▶ EXERCISE GOAL
Note each line of the entries that includes "PgPoolOptions". Then copy those lines.

Top of EXTRACTED INFORMATION

//! `PostgreSQL` storage for Event Hub.
//!
//! Events and rosters are JSONB documents, mirroring the document store the
//! platform was designed around:
//!
//! - `events(id, data, date, created_at, updated_at)`: the [`Event`] document
//! - `event_applications(event_id, attendees)`: the roster as a JSONB array,
//!   deleted by cascade with its event
//! - `mailing_list(category, email)`: see [`PostgresSubscriptionStore`]
//!
//! Roster mutations are single statements that test membership, write the
//! array and adjust `number_of_applications` together, so concurrent applies
//! for the same attendee cannot both succeed.
//!
//! # Example
//!
//! ```ignore
//! let store = PostgresEventStore::new(&database_url).await?;
//! store.migrate().await?;
//! let events = store.list_events().await?;
//! ```

use event_hub_core::event::{Event, EventId};
use event_hub_core::event_store::{EventStore, StoreError, StoreFuture};
use event_hub_core::roster::{EventApplication, RosterWrite};
use serde_json::Value;
use sqlx::PgPool;
use sqlx::postgres::PgPoolOptions;
use std::collections::BTreeSet;
use std::time::Duration;
use uuid::Uuid;

mod subscriptions;

pub use subscriptions::PostgresSubscriptionStore;

/// Pool settings for [`PostgresEventStore::connect`].
#[derive(Debug, Clone)]
pub struct PoolConfig {
    /// Maximum open connections
    pub max_connections: u32,
    /// How long to wait for a connection
    pub connect_timeout: Duration,
}

impl Default for PoolConfig {
    fn default() -> Self {
        Self {
            max_connections: 10,
            connect_timeout: Duration::from_secs(30),
        }
    }
}

fn db_error(operation: &'static str) -> impl Fn(sqlx::Error) -> StoreError {
    move |e| {
        metrics::counter!("postgres.errors.total", "operation" => operation).increment(1);
        tracing::warn!(operation, error = %e, "Database operation failed");
        StoreError::DatabaseError(e.to_string())
    }
}

fn decode_event(json: Value) -> Result<Event, StoreError> {
    serde_json::from_value(json).map_err(|e| StoreError::SerializationError(e.to_string()))
}

fn decode_attendees(json: Value) -> Result<BTreeSet<String>, StoreError> {
    serde_json::from_value(json).map_err(|e| StoreError::SerializationError(e.to_string()))
}

fn encode<T: serde::Serialize + ?Sized>(value: &T) -> Result<Value, StoreError> {
    serde_json::to_value(value).map_err(|e| StoreError::SerializationError(e.to_string()))
}

/// JSONB document store for events and rosters.
#[derive(Clone, Debug)]
pub struct PostgresEventStore {
    pool: PgPool,
}

impl PostgresEventStore {
    /// Connect with default pool settings.
    ///
    /// # Errors
    ///
    /// Returns [`StoreError::ConnectionFailed`] if the database is unreachable.
    pub async fn new(database_url: &str) -> Result<Self, StoreError> {
        Self::connect(database_url, &PoolConfig::default()).await
    }

    /// Connect with explicit pool settings.
    ///
    /// # Errors
    ///
    /// Returns [`StoreError::ConnectionFailed`] if the database is unreachable.
    pub async fn connect(database_url: &str, config: &PoolConfig) -> Result<Self, StoreError> {
        let pool = PgPoolOptions::new()
            .max_connections(config.max_connections)
            .acquire_timeout(config.connect_timeout)
            .connect(database_url)
            .await
            .map_err(|e| StoreError::ConnectionFailed(e.to_string()))?;
        Ok(Self { pool })
    }

    /// Wrap an existing pool.
    #[must_use]
    pub const fn from_pool(pool: PgPool) -> Self {
        Self { pool }
    }

    /// The underlying pool, shared with [`PostgresSubscriptionStore`].
    #[must_use]
    pub const fn pool(&self) -> &PgPool {
        &self.pool
    }

    /// Run database migrations.
    ///
    /// # Errors
    ///
    /// Returns [`StoreError::DatabaseError`] if a migration fails.
    pub async fn migrate(&self) -> Result<(), StoreError> {
        sqlx::migrate!("./migrations")
            .run(&self.pool)
            .await
            .map_err(|e| StoreError::DatabaseError(format!("Migration failed: {e}")))
    }

    /// Round-trip a trivial query, for readiness probes.
    ///
    /// # Errors
    ///
    /// Returns [`StoreError::DatabaseError`] if the database does not answer.
    pub async fn ping(&self) -> Result<(), StoreError> {
        sqlx::query("SELECT 1")
            .execute(&self.pool)
            .await
            .map(|_| ())
            .map_err(db_error("ping"))
    }

    async fn sync_counter(
        tx: &mut sqlx::Transaction<'_, sqlx::Postgres>,
        id: Uuid,
        applicants: usize,
    ) -> Result<(), StoreError> {
        sqlx::query(
            "UPDATE events
             SET data = jsonb_set(data, '{number_of_applications}', to_jsonb($2::bigint))
             WHERE id = $1",
        )
        .bind(id)
        .bind(i64::try_from(applicants).unwrap_or(i64::MAX))
        .execute(&mut **tx)
        .await
        .map_err(db_error("sync_counter"))?;
        Ok(())
    }

    async fn roster_write(
        &self,
        operation: &'static str,
        sql: &'static str,
        id: EventId,
        email: &str,
    ) -> Result<RosterWrite, StoreError> {
        let (changed, present): (i64, bool) = sqlx::query_as(sql)
            .bind(id.as_uuid())
            .bind(email)
            .fetch_one(&self.pool)
            .await
            .map_err(db_error(operation))?;

        Ok(match (changed, present) {
            (_, false) => RosterWrite::Missing,
            (0, true) => RosterWrite::Unchanged,
            _ => RosterWrite::Changed,
        })
    }
}

// Conditional push plus counter bump in one statement.
const ADD_ATTENDEE: &str = "
    WITH pushed AS (
        UPDATE event_applications
        SET attendees = attendees || jsonb_build_array($2::text)
        WHERE event_id = $1 AND NOT attendees ? $2
        RETURNING event_id
    ), bumped AS (
        UPDATE events
        SET data = jsonb_set(
            data,
            '{number_of_applications}',
            to_jsonb(COALESCE((data->>'number_of_applications')::bigint, 0) + 1)
        )
        WHERE id IN (SELECT event_id FROM pushed)
        RETURNING id
    )
    SELECT
        (SELECT count(*) FROM pushed) AS changed,
        EXISTS (SELECT 1 FROM event_applications WHERE event_id = $1) AS present";

// Conditional pull plus counter decrement, floored at zero.
const REMOVE_ATTENDEE: &str = "
    WITH pulled AS (
        UPDATE event_applications
        SET attendees = attendees - $2::text
        WHERE event_id = $1 AND attendees ? $2
        RETURNING event_id
    ), dropped AS (
        UPDATE events
        SET data = jsonb_set(
            data,
            '{number_of_applications}',
            to_jsonb(GREATEST(COALESCE((data->>'number_of_applications')::bigint, 0) - 1, 0))
        )
        WHERE id IN (SELECT event_id FROM pulled)
        RETURNING id
    )
    SELECT
        (SELECT count(*) FROM pulled) AS changed,
        EXISTS (SELECT 1 FROM event_applications WHERE event_id = $1) AS present";

impl EventStore for PostgresEventStore {
    fn insert_event(&self, event: &Event) -> StoreFuture<'_, ()> {
        let id = event.id.as_uuid();
        let (date, created_at, updated_at) = (event.date, event.created_at, event.updated_at);
        let data = encode(event);

        Box::pin(async move {
            let data = data?;
            let mut tx = self.pool.begin().await.map_err(db_error("insert_event"))?;

            let inserted = sqlx::query(
                "INSERT INTO events (id, data, date, created_at, updated_at)
                 VALUES ($1, $2, $3, $4, $5)
                 ON CONFLICT (id) DO NOTHING",
            )
            .bind(id)
            .bind(&data)
            .bind(date)
            .bind(created_at)
            .bind(updated_at)
            .execute(&mut *tx)
            .await
            .map_err(db_error("insert_event"))?;

            if inserted.rows_affected() == 0 {
                return Err(StoreError::Conflict(format!("event {id} exists")));
            }

            sqlx::query("INSERT INTO event_applications (event_id, attendees) VALUES ($1, '[]'::jsonb)")
                .bind(id)
                .execute(&mut *tx)
                .await
                .map_err(db_error("insert_event"))?;

            tx.commit().await.map_err(db_error("insert_event"))?;
            tracing::debug!(event_id = %id, "Inserted event with empty roster");
            Ok(())
        })
    }

    fn find_event(&self, id: EventId) -> StoreFuture<'_, Option<Event>> {
        Box::pin(async move {
            let row: Option<(Value,)> = sqlx::query_as("SELECT data FROM events WHERE id = $1")
                .bind(id.as_uuid())
                .fetch_optional(&self.pool)
                .await
                .map_err(db_error("find_event"))?;

            row.map(|(json,)| decode_event(json)).transpose()
        })
    }

    fn list_events(&self) -> StoreFuture<'_, Vec<Event>> {
        Box::pin(async move {
            let rows: Vec<(Value,)> = sqlx::query_as("SELECT data FROM events ORDER BY date, id")
                .fetch_all(&self.pool)
                .await
                .map_err(db_error("list_events"))?;

            rows.into_iter().map(|(json,)| decode_event(json)).collect()
        })
    }

    fn update_event(&self, event: &Event) -> StoreFuture<'_, bool> {
        let id = event.id.as_uuid();
        let (date, updated_at) = (event.date, event.updated_at);
        let data = encode(event);

        Box::pin(async move {
            let data = data?;
            // The stored counter wins over whatever the caller read earlier
            let result = sqlx::query(
                "UPDATE events
                 SET data = jsonb_set($2::jsonb, '{number_of_applications}',
                                      COALESCE(data->'number_of_applications', '0'::jsonb)),
                     date = $3,
                     updated_at = $4
                 WHERE id = $1",
            )
            .bind(id)
            .bind(&data)
            .bind(date)
            .bind(updated_at)
            .execute(&self.pool)
            .await
            .map_err(db_error("update_event"))?;

            Ok(result.rows_affected() > 0)
        })
    }

    fn delete_event(&self, id: EventId) -> StoreFuture<'_, bool> {
        Box::pin(async move {
            let result = sqlx::query("DELETE FROM events WHERE id = $1")
                .bind(id.as_uuid())
                .execute(&self.pool)
                .await
                .map_err(db_error("delete_event"))?;

            Ok(result.rows_affected() > 0)
        })
    }

    fn find_application(&self, id: EventId) -> StoreFuture<'_, Option<EventApplication>> {
        Box::pin(async move {
            let row: Option<(Value,)> =
                sqlx::query_as("SELECT attendees FROM event_applications WHERE event_id = $1")
                    .bind(id.as_uuid())
                    .fetch_optional(&self.pool)
                    .await
                    .map_err(db_error("find_application"))?;

            row.map(|(json,)| {
                decode_attendees(json).map(|attendees| EventApplication {
                    event_id: id,
                    attendees,
                })
            })
            .transpose()
        })
    }

    fn list_applications(&self) -> StoreFuture<'_, Vec<EventApplication>> {
        Box::pin(async move {
            let rows: Vec<(Uuid, Value)> = sqlx::query_as(
                "SELECT event_id, attendees FROM event_applications ORDER BY event_id",
            )
            .fetch_all(&self.pool)
            .await
            .map_err(db_error("list_applications"))?;

            rows.into_iter()
                .map(|(event_id, json)| {
                    decode_attendees(json).map(|attendees| EventApplication {
                        event_id: EventId::from_uuid(event_id),
                        attendees,
                    })
                })
                .collect()
        })
    }

    fn create_application(&self, application: &EventApplication) -> StoreFuture<'_, ()> {
        let id = application.event_id.as_uuid();
        let applicants = application.len();
        let attendees = encode(&application.attendees);

        Box::pin(async move {
            let attendees = attendees?;
            let mut tx = self.pool.begin().await.map_err(db_error("create_application"))?;

            let inserted = sqlx::query(
                "INSERT INTO event_applications (event_id, attendees) VALUES ($1, $2)
                 ON CONFLICT (event_id) DO NOTHING",
            )
            .bind(id)
            .bind(&attendees)
            .execute(&mut *tx)
            .await
            .map_err(db_error("create_application"))?;

            if inserted.rows_affected() == 0 {
                return Err(StoreError::Conflict(format!(
                    "event {id} already has an application record"
                )));
            }

            Self::sync_counter(&mut tx, id, applicants).await?;
            tx.commit().await.map_err(db_error("create_application"))?;
            Ok(())
        })
    }

    fn replace_application(&self, application: &EventApplication) -> StoreFuture<'_, bool> {
        let id = application.event_id.as_uuid();
        let applicants = application.len();
        let attendees = encode(&application.attendees);

        Box::pin(async move {
            let attendees = attendees?;
            let mut tx = self.pool.begin().await.map_err(db_error("replace_application"))?;

            let updated =
                sqlx::query("UPDATE event_applications SET attendees = $2 WHERE event_id = $1")
                    .bind(id)
                    .bind(&attendees)
                    .execute(&mut *tx)
                    .await
                    .map_err(db_error("replace_application"))?;

            if updated.rows_affected() == 0 {
                return Ok(false);
            }

            Self::sync_counter(&mut tx, id, applicants).await?;
            tx.commit().await.map_err(db_error("replace_application"))?;
            Ok(true)
        })
    }

    fn delete_application(&self, id: EventId) -> StoreFuture<'_, bool> {
        Box::pin(async move {
            let result = sqlx::query("DELETE FROM event_applications WHERE event_id = $1")
                .bind(id.as_uuid())
                .execute(&self.pool)
                .await
                .map_err(db_error("delete_application"))?;

            Ok(result.rows_affected() > 0)
        })
    }

    fn add_attendee<'a>(&'a self, id: EventId, email: &'a str) -> StoreFuture<'a, RosterWrite> {
        Box::pin(self.roster_write("add_attendee", ADD_ATTENDEE, id, email))
    }

    fn remove_attendee<'a>(
        &'a self,
        id: EventId,
        email: &'a str,
    ) -> StoreFuture<'a, RosterWrite> {
        Box::pin(self.roster_write("remove_attendee", REMOVE_ATTENDEE, id, email))
    }

    fn events_for_attendee<'a>(&'a self, email: &'a str) -> StoreFuture<'a, Vec<Event>> {
        Box::pin(async move {
            let rows: Vec<(Value,)> = sqlx::query_as(
                "SELECT e.data
                 FROM events e
                 JOIN event_applications a ON a.event_id = e.id
                 WHERE a.attendees ? $1
                 ORDER BY e.date, e.id",
            )
            .bind(email)
            .fetch_all(&self.pool)
            .await
            .map_err(db_error("events_for_attendee"))?;

            rows.into_iter().map(|(json,)| decode_event(json)).collect()
        })
    }
}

Bottom of EXTRACTED INFORMATION

▶ TASK RESPONSE
use sqlx::postgres::PgPoolOptions;
        let pool = PgPoolOptions::new()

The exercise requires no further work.